In July 2018, Denham flew to Australia to get a teaching job in a remote desert town, returning to Bali during the school holidays to work further at home. She spent most of her Christmas vacation in 2019 transporting the rest of her worldly goods from Kerobokan, where her lease had ended, to Sanda.

She decided that instead of unpacking, she would store everything safely and give her the opportunity to immerse herself in the atmosphere of her beautiful home, with its old wooden living room, spacious kitchen and spare storage where she stores her material life.

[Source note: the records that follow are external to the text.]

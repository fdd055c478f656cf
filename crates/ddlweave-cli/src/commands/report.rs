//! Error reporting shared by the commands.

use std::fmt::Display;
use std::ops::Range;

use ddlweave_lib::Error;
use ddlweave_lib::sqlite::{self, SqliteParser};

use super::input::Input;

/// An error, optionally tied to the statement of the script it came from.
#[derive(Debug)]
pub struct Failure {
    pub error: Error,
    pub statement: Option<Range<usize>>,
}

impl Failure {
    pub fn new(error: Error) -> Self {
        Self {
            error,
            statement: None,
        }
    }

    pub fn in_statement(error: Error, statement: Range<usize>) -> Self {
        Self {
            error,
            statement: Some(statement),
        }
    }

    /// Render against the script, as a snippet where the error has a location.
    pub fn render(&self, input: &Input, color: bool) -> String {
        let mut printer = self.error.printer().source(&input.text).colored(color);
        if let Some(range) = &self.statement {
            printer = printer.statement(range.clone());
        }
        if let Some(path) = &input.path {
            printer = printer.path(path);
        }

        if printer.has_snippet() {
            printer.render()
        } else {
            format!("error: {}", printer.render())
        }
    }

    pub fn exit(&self, input: &Input, color: bool) -> ! {
        tracing::debug!(error = ?self.error, "command failed");
        eprintln!("{}", self.render(input, color));
        std::process::exit(1);
    }
}

impl From<Error> for Failure {
    fn from(error: Error) -> Self {
        Self::new(error)
    }
}

/// Print `error: {message}` and exit with status 1.
pub fn exit_with(message: impl Display) -> ! {
    eprintln!("error: {message}");
    std::process::exit(1);
}

/// The shared SQLite parser. A broken dialect is reported against its grammar.
pub fn dialect(color: bool) -> &'static SqliteParser {
    sqlite::parser().unwrap_or_else(|error| {
        let grammar = Input {
            text: sqlite::GRAMMAR.to_string(),
            path: Some("sqlite/grammar.lisp".to_string()),
        };
        Failure::new(error).exit(&grammar, color)
    })
}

“It was raining, the leaves were dripping, the birds were calling, the cigarettes were climbing and nothing happened, except for one night when a hunter came out of the rain and gave me a little fear. But these last few days at home have been nothing less than Paradise. “

She flew back to Australia after Christmas to start teaching again, telling her friends in Bali, “See you in April!”

When April 2020 came, unexpected pandemic travel protocols left Denham in Australia. It has been more than a year since she went to her home in Bali. At this point, Dennam says “I live on WhatsApp messages. I send pictures of my beautiful home in the vast forest, empty and waiting for my return.”

A local family takes care of the house in case of her absence. Some time ago, Robi’s band recorded a live music video in the garden. The cafe produces organic, sustainable robusta.

“Someone from the cafe came to my doorstep last week,” Dennam said. “Every time I make a cup, it takes me to a place I have not yet lived, but which I have been dreaming of for years.”